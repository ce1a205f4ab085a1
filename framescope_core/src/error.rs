// Copyright 2026 the Framescope Authors
// SPDX-License-Identifier: Apache-2.0 OR MIT

//! Errors returned by session operations.
//!
//! Rust callers get a [`TraceError`] from each fallible operation. Callers
//! on the other side of a foreign boundary work with the [`ErrorCode`]
//! integer values instead; [`ErrorCode::from`] folds any operation result
//! into one.
//!
//! Running out of buffer space is not an error. It is reported through the
//! overflow flag on frame and trace summaries.

/// Why a session operation was rejected.
///
/// A rejected operation has no side effects.
#[derive(Clone, Copy, Debug, PartialEq, Eq, thiserror::Error)]
pub enum TraceError {
    /// The host engine is not initialized or not present.
    #[error("tracing engine is not available")]
    NotAvailable,
    /// An argument was out of range or missing.
    #[error("invalid argument: {0}")]
    InvalidArgument(&'static str),
    /// The operation does not apply to the session's current state.
    #[error("invalid state: {0}")]
    InvalidState(&'static str),
}

impl TraceError {
    /// Boundary code for this error.
    #[must_use]
    pub const fn code(self) -> ErrorCode {
        match self {
            Self::NotAvailable => ErrorCode::NotAvailable,
            Self::InvalidArgument(_) => ErrorCode::InvalidArgument,
            Self::InvalidState(_) => ErrorCode::InvalidState,
        }
    }
}

/// Integer result codes shared with foreign callers.
#[derive(Clone, Copy, Debug, PartialEq, Eq, Hash)]
#[repr(i32)]
pub enum ErrorCode {
    /// The operation succeeded.
    NoError = 0,
    /// The host engine is not available.
    NotAvailable = -1,
    /// An argument was rejected.
    InvalidArgument = -2,
    /// The session state does not permit the operation.
    InvalidState = -3,
}

impl ErrorCode {
    /// Raw integer value.
    #[must_use]
    pub const fn as_i32(self) -> i32 {
        self as i32
    }
}

impl From<TraceError> for ErrorCode {
    fn from(err: TraceError) -> Self {
        err.code()
    }
}

impl<T> From<&Result<T, TraceError>> for ErrorCode {
    fn from(result: &Result<T, TraceError>) -> Self {
        match result {
            Ok(_) => Self::NoError,
            Err(err) => err.code(),
        }
    }
}
// Copyright 2026 the Framescope Authors
// SPDX-License-Identifier: Apache-2.0 OR MIT

//! The tracing session state machine.
//!
//! A [`TraceSession`] is `Idle` until [`begin_trace`](TraceSession::begin_trace)
//! succeeds, then `Tracing` until [`end_trace`](TraceSession::end_trace).
//! While tracing, producers append through [`EventRecorder`] handles and the
//! host drives frames through [`on_frame_boundary`](TraceSession::on_frame_boundary).
//!
//! Every operation first asks the [`Host`] whether the engine is available,
//! then checks the session state, then validates arguments. A rejected
//! operation leaves the session exactly as it was.
//!
//! At most one session per process may be tracing at a time. Starting a
//! second one fails with [`TraceError::InvalidState`] until the first ends or
//! is dropped.

use core::fmt;
use std::sync::Arc;
use std::sync::atomic::{AtomicBool, Ordering};

use crate::buffer::FrameBuffer;
use crate::error::TraceError;
use crate::host::Host;
use crate::recorder::{EventRecorder, RecorderShared};
use crate::scheduler::{FlipConfig, FrameScheduler, RateLimit, SchedulerState};
use crate::sink::{FlipInfo, FrameSink, TraceInfo};
use crate::time::Clock;

/// Set while any session in the process is tracing.
static ACTIVE_SESSION: AtomicBool = AtomicBool::new(false);

/// Phase of a [`TraceSession`].
#[derive(Clone, Copy, Debug, PartialEq, Eq, Hash)]
pub enum SessionState {
    /// Not tracing. Appends are no-ops.
    Idle,
    /// Capturing events.
    Tracing,
}

/// How buffer memory is owned during a session.
///
/// Missing sinks and buffers are representable so that foreign callers
/// passing null can be rejected with [`TraceError::InvalidArgument`].
pub enum TraceMode {
    /// The engine owns buffer memory and hands each completed frame to
    /// `sink`, at most once every `rate_seconds`.
    Callback {
        /// Receiver of completed frames.
        sink: Option<Box<dyn FrameSink + Send>>,
        /// Minimum time between flips. Negative values clamp to zero.
        rate_seconds: f32,
    },
    /// The caller owns a single buffer that collects every event of the
    /// session. No flips happen until the session ends.
    External {
        /// Caller-allocated storage. Its capacity must equal the capacity
        /// passed to [`TraceSession::begin_trace`].
        buffer: Option<FrameBuffer>,
    },
}

impl TraceMode {
    /// Callback-driven mode delivering frames to `sink`.
    pub fn callback(sink: impl FrameSink + Send + 'static, rate_seconds: f32) -> Self {
        Self::Callback {
            sink: Some(Box::new(sink)),
            rate_seconds,
        }
    }

    /// Externally-owned mode accumulating into `buffer`.
    ///
    /// Keep a clone of `buffer` to read the events after
    /// [`TraceSession::end_trace`].
    #[must_use]
    pub fn external(buffer: FrameBuffer) -> Self {
        Self::External {
            buffer: Some(buffer),
        }
    }

    fn name(&self) -> &'static str {
        match self {
            Self::Callback { .. } => "callback",
            Self::External { .. } => "external",
        }
    }
}

impl fmt::Debug for TraceMode {
    fn fmt(&self, f: &mut fmt::Formatter<'_>) -> fmt::Result {
        match self {
            Self::Callback { sink, rate_seconds } => f
                .debug_struct("Callback")
                .field("sink", &sink.as_ref().map(|_| ".."))
                .field("rate_seconds", rate_seconds)
                .finish(),
            Self::External { buffer } => {
                f.debug_struct("External").field("buffer", buffer).finish()
            }
        }
    }
}

/// A tracing session bound to a host and a clock.
///
/// # Usage
///
/// ```rust,ignore
/// let mut session = TraceSession::new(AlwaysAvailable, MonotonicClock::new());
/// let sink = DoubleBufferSink::new(|info: &FlipInfo, frame: &FrameBuffer| {
///     println!("frame {}: {} events", info.frame_index, frame.len());
/// });
/// session.begin_trace(TraceMode::callback(sink, 0.0), 4096)?;
/// let recorder = session.recorder();
/// // ... recorder.enter_section(..) / leave_section(..) on any thread ...
/// session.on_frame_boundary();
/// let totals = session.end_trace()?;
/// ```
pub struct TraceSession<H, C> {
    host: H,
    clock: Arc<C>,
    config: FlipConfig,
    shared: Arc<RecorderShared>,
    scheduler: Option<FrameScheduler>,
}

impl<H: Host, C: Clock + 'static> TraceSession<H, C> {
    /// Creates an idle session with the default [`FlipConfig`].
    pub fn new(host: H, clock: C) -> Self {
        Self::with_config(host, clock, FlipConfig::default())
    }

    /// Creates an idle session.
    pub fn with_config(host: H, clock: C, config: FlipConfig) -> Self {
        let clock = Arc::new(clock);
        let shared = Arc::new(RecorderShared::new(Arc::clone(&clock) as Arc<dyn Clock>));
        Self {
            host,
            clock,
            config,
            shared,
            scheduler: None,
        }
    }

    /// Starts capturing events with room for `capacity` events per buffer.
    ///
    /// # Errors
    ///
    /// - [`TraceError::NotAvailable`] if the host engine is unavailable.
    /// - [`TraceError::InvalidState`] if this or another session in the
    ///   process is already tracing.
    /// - [`TraceError::InvalidArgument`] if `capacity` is not positive, the
    ///   sink or buffer is missing, or the buffer's capacity differs from
    ///   `capacity`.
    pub fn begin_trace(&mut self, mode: TraceMode, capacity: i32) -> Result<(), TraceError> {
        self.ensure_available()?;
        if self.scheduler.is_some() {
            return Err(rejected(TraceError::InvalidState("a trace is already running")));
        }
        let capacity = usize::try_from(capacity)
            .ok()
            .filter(|&c| c > 0)
            .ok_or_else(|| rejected(TraceError::InvalidArgument("capacity must be positive")))?;
        let mode_name = mode.name();
        let start = match mode {
            TraceMode::Callback { sink, rate_seconds } => {
                let sink = sink
                    .ok_or_else(|| rejected(TraceError::InvalidArgument("frame sink is missing")))?;
                Start::Sink(sink, clamp_rate(rate_seconds))
            }
            TraceMode::External { buffer } => {
                let buffer = buffer.ok_or_else(|| {
                    rejected(TraceError::InvalidArgument("event buffer is missing"))
                })?;
                if buffer.capacity() != capacity {
                    return Err(rejected(TraceError::InvalidArgument(
                        "event buffer capacity does not match",
                    )));
                }
                Start::Buffer(buffer)
            }
        };
        if ACTIVE_SESSION
            .compare_exchange(false, true, Ordering::AcqRel, Ordering::Acquire)
            .is_err()
        {
            return Err(rejected(TraceError::InvalidState(
                "another trace session is active",
            )));
        }

        let shared = Arc::clone(&self.shared);
        self.scheduler = Some(match start {
            Start::Sink(sink, rate) => {
                FrameScheduler::with_sink(self.config, shared, sink, capacity, rate)
            }
            Start::Buffer(buffer) => FrameScheduler::with_buffer(self.config, shared, buffer),
        });
        log::debug!("trace started: {mode_name} mode, capacity {capacity}");
        Ok(())
    }

    /// Stops capturing, performs the final flip, and returns totals for the
    /// whole session.
    ///
    /// # Errors
    ///
    /// - [`TraceError::NotAvailable`] if the host engine is unavailable.
    /// - [`TraceError::InvalidState`] if the session is idle.
    pub fn end_trace(&mut self) -> Result<TraceInfo, TraceError> {
        self.ensure_available()?;
        let Some(mut scheduler) = self.scheduler.take() else {
            return Err(rejected(TraceError::InvalidState("no trace is running")));
        };
        let info = scheduler.stop().unwrap_or_default();
        drop(scheduler);
        ACTIVE_SESSION.store(false, Ordering::Release);
        log::debug!(
            "trace ended: {} events over {}ns{}",
            info.event_count,
            info.duration_ns,
            if info.overflowed() { ", ran out of event memory" } else { "" }
        );
        Ok(info)
    }

    /// Notifies the session that the host finished a frame.
    ///
    /// In callback-driven mode this flips when the rate limit allows and
    /// returns the summary of the completed frame. Otherwise, and while idle
    /// or unavailable, it does nothing.
    pub fn on_frame_boundary(&mut self) -> Option<FlipInfo> {
        if !self.host.is_engine_available() {
            return None;
        }
        self.scheduler.as_mut()?.on_frame_boundary()
    }

    /// Flips immediately, ignoring the rate limit.
    ///
    /// Returns `None` under the same conditions as
    /// [`on_frame_boundary`](Self::on_frame_boundary).
    pub fn flip_now(&mut self) -> Option<FlipInfo> {
        if !self.host.is_engine_available() {
            return None;
        }
        self.scheduler.as_mut()?.flip_now()
    }

    /// Returns a handle producers use to append events.
    ///
    /// Handles stay valid across sessions: they record whenever this session
    /// is tracing.
    #[must_use]
    pub fn recorder(&self) -> EventRecorder {
        EventRecorder::new(Arc::clone(&self.shared))
    }

    /// Current phase.
    #[must_use]
    pub fn state(&self) -> SessionState {
        if self.scheduler.is_some() {
            SessionState::Tracing
        } else {
            SessionState::Idle
        }
    }

    /// Scheduler phase, if tracing.
    #[must_use]
    pub fn scheduler_state(&self) -> Option<SchedulerState> {
        self.scheduler.as_ref().map(FrameScheduler::state)
    }

    /// Frames completed in the current session. Zero while idle.
    #[must_use]
    pub fn frame_index(&self) -> u64 {
        self.scheduler.as_ref().map_or(0, FrameScheduler::frame_index)
    }

    /// Whether the host engine is available.
    #[must_use]
    pub fn is_engine_available(&self) -> bool {
        self.host.is_engine_available()
    }

    /// Whether the host exposes the platform's own tracer.
    ///
    /// # Errors
    ///
    /// [`TraceError::NotAvailable`] if the host engine is unavailable.
    pub fn supports_native_event_trace(&self) -> Result<bool, TraceError> {
        self.ensure_available()?;
        Ok(self.host.supports_native_event_trace())
    }

    /// Whether the host exposes an externally linked tracer.
    ///
    /// # Errors
    ///
    /// [`TraceError::NotAvailable`] if the host engine is unavailable.
    pub fn supports_external_event_trace(&self) -> Result<bool, TraceError> {
        self.ensure_available()?;
        Ok(self.host.supports_external_event_trace())
    }

    /// The host.
    #[must_use]
    pub fn host(&self) -> &H {
        &self.host
    }

    /// The session clock.
    #[must_use]
    pub fn clock(&self) -> &C {
        &self.clock
    }

    fn ensure_available(&self) -> Result<(), TraceError> {
        if self.host.is_engine_available() {
            Ok(())
        } else {
            Err(rejected(TraceError::NotAvailable))
        }
    }
}

impl<H, C> Drop for TraceSession<H, C> {
    fn drop(&mut self) {
        if let Some(mut scheduler) = self.scheduler.take() {
            log::debug!("trace session dropped while tracing; delivering the last frame");
            scheduler.stop();
            drop(scheduler);
            ACTIVE_SESSION.store(false, Ordering::Release);
        }
    }
}

impl<H: fmt::Debug, C> fmt::Debug for TraceSession<H, C> {
    fn fmt(&self, f: &mut fmt::Formatter<'_>) -> fmt::Result {
        f.debug_struct("TraceSession")
            .field("host", &self.host)
            .field("config", &self.config)
            .field("scheduler", &self.scheduler)
            .finish_non_exhaustive()
    }
}

enum Start {
    Sink(Box<dyn FrameSink + Send>, RateLimit),
    Buffer(FrameBuffer),
}

fn clamp_rate(rate_seconds: f32) -> RateLimit {
    if rate_seconds.is_nan() || rate_seconds < 0.0 {
        log::debug!("trace rate {rate_seconds}s clamped to 0s");
    }
    RateLimit::from_secs_f32(rate_seconds)
}

fn rejected(err: TraceError) -> TraceError {
    log::debug!("trace operation rejected: {err}");
    err
}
◆ ◆ ◆
**WHAT THE EXERCISE ASKS:**
All lines above in which the word "totals" occurs should be identified and copied.

**EXERCISE RESULT:**
/// let totals = session.end_trace()?;
    /// Stops capturing, performs the final flip, and returns totals for the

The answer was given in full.